## Requirement
In the data below, find each line carrying the string "seconds" and copy it out.

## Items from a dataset
######
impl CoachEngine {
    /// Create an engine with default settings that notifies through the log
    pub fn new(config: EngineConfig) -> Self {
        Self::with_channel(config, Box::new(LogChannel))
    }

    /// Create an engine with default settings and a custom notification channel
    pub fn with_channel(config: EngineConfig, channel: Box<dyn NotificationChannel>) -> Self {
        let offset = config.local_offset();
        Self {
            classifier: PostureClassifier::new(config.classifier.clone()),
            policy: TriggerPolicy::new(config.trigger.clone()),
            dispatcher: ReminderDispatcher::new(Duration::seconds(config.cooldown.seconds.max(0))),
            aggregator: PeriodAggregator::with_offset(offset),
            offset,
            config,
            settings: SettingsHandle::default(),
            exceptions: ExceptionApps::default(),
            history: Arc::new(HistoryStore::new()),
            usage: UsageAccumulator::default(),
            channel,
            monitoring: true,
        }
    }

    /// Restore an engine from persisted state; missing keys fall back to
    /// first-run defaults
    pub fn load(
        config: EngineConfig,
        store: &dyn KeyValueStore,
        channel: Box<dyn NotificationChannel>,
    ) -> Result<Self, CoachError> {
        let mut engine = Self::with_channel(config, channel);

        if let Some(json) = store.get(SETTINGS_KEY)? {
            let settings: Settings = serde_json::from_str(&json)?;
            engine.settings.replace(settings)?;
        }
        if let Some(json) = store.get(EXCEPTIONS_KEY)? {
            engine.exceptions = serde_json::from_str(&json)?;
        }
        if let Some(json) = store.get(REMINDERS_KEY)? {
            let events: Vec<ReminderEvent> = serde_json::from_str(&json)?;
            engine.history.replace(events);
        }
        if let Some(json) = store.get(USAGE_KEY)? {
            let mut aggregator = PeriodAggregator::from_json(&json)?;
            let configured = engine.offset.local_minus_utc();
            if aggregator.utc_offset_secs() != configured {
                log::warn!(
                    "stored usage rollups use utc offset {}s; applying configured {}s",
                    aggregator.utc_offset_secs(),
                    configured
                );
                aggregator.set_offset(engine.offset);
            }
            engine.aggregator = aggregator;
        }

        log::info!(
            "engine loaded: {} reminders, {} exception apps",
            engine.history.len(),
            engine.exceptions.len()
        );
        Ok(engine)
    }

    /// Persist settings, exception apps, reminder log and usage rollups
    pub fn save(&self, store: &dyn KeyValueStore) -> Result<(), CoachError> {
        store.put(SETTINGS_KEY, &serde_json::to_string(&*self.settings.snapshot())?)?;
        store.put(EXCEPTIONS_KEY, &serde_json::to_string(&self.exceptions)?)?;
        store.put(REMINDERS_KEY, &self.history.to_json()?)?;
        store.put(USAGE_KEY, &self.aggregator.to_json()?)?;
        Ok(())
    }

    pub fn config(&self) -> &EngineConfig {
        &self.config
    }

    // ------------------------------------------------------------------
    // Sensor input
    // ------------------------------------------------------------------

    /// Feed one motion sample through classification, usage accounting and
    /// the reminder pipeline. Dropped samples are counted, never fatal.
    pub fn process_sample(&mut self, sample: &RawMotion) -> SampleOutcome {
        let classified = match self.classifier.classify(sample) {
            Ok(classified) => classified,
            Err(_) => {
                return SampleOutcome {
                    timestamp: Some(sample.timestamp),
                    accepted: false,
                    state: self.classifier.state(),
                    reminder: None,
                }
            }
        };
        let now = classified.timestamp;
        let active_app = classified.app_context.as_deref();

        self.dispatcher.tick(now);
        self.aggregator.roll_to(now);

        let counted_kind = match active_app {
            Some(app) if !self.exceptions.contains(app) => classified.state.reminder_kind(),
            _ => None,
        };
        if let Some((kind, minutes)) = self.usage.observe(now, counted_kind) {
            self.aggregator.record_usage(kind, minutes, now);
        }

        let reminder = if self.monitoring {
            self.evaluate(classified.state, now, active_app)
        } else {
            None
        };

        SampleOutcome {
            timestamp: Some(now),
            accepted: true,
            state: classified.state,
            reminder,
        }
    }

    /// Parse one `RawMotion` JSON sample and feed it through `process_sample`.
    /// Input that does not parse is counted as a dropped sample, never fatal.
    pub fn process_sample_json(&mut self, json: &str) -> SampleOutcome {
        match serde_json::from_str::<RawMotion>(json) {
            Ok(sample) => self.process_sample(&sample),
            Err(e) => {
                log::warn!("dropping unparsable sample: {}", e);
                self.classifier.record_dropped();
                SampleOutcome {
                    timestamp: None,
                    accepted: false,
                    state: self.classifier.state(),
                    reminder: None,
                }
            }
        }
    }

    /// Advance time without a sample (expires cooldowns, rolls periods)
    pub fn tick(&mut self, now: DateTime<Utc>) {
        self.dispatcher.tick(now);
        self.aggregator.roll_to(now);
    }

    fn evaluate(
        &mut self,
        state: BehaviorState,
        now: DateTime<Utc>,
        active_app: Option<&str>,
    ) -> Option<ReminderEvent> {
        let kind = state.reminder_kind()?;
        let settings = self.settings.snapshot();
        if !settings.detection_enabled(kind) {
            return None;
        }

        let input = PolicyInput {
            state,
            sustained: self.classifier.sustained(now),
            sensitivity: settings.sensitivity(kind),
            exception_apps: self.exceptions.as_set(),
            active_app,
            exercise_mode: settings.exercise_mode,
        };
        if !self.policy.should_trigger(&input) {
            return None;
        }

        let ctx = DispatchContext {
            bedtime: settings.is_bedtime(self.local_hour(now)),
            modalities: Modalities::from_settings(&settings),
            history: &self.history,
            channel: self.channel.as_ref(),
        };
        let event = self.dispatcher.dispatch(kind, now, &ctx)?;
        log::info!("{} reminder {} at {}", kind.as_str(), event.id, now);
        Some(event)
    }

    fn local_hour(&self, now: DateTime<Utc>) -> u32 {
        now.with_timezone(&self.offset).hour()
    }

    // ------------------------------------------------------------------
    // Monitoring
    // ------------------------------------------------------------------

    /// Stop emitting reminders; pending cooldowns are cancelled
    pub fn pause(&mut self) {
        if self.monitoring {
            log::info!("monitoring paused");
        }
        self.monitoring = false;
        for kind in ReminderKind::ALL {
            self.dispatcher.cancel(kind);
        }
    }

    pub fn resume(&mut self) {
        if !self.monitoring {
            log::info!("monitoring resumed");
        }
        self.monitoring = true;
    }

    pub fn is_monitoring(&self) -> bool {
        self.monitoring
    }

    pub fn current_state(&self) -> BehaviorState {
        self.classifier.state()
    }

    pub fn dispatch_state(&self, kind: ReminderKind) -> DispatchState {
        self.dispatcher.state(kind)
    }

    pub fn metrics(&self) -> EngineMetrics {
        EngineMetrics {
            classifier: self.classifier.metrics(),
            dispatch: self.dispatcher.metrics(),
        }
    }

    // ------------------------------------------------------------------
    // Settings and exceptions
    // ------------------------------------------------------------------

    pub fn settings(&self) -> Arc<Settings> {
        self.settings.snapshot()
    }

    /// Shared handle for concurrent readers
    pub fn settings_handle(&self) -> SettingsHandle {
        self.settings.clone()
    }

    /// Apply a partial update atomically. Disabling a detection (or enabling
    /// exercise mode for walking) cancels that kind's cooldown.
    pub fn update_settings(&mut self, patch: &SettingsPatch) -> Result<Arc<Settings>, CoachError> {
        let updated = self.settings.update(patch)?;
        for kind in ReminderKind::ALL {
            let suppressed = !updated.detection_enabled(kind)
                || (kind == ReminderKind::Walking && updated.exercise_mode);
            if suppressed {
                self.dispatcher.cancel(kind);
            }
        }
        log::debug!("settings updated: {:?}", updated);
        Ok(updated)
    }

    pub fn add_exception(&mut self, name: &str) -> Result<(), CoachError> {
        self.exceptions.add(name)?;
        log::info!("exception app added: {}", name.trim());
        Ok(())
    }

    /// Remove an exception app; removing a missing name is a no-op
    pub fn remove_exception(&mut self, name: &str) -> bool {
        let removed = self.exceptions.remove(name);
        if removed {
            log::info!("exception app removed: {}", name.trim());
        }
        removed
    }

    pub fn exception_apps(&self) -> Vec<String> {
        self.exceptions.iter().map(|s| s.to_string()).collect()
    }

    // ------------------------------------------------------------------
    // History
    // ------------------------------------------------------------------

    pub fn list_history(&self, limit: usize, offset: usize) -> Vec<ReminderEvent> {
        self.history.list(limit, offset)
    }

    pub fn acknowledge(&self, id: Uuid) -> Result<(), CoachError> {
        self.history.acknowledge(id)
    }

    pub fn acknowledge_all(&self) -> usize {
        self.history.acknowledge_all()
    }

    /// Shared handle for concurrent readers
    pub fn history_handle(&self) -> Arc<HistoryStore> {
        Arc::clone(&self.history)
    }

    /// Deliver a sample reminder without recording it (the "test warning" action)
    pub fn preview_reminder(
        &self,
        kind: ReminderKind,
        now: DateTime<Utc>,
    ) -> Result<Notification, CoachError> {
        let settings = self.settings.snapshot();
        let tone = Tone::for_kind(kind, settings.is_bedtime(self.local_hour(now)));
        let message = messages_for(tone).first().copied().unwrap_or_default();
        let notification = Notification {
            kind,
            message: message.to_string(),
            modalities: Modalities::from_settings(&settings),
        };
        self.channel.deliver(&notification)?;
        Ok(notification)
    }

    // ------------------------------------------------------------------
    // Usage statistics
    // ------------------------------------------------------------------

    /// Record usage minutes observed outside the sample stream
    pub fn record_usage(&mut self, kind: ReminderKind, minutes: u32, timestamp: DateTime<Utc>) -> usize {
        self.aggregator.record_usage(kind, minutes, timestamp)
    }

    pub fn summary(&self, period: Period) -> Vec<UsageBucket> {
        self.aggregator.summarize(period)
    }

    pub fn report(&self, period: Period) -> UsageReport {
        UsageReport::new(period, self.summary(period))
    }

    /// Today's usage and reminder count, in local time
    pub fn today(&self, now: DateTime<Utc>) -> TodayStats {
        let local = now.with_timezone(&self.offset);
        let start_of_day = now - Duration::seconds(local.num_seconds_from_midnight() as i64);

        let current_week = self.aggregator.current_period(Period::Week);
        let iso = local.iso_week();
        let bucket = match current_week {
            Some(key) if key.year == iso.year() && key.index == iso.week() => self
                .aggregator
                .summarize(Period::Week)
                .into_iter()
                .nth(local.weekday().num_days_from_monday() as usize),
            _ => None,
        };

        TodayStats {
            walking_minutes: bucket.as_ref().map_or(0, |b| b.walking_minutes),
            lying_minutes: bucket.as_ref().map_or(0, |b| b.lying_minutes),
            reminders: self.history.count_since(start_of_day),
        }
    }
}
######
## Written reply
            dispatcher: ReminderDispatcher::new(Duration::seconds(config.cooldown.seconds.max(0))),
        let start_of_day = now - Duration::seconds(local.num_seconds_from_midnight() as i64);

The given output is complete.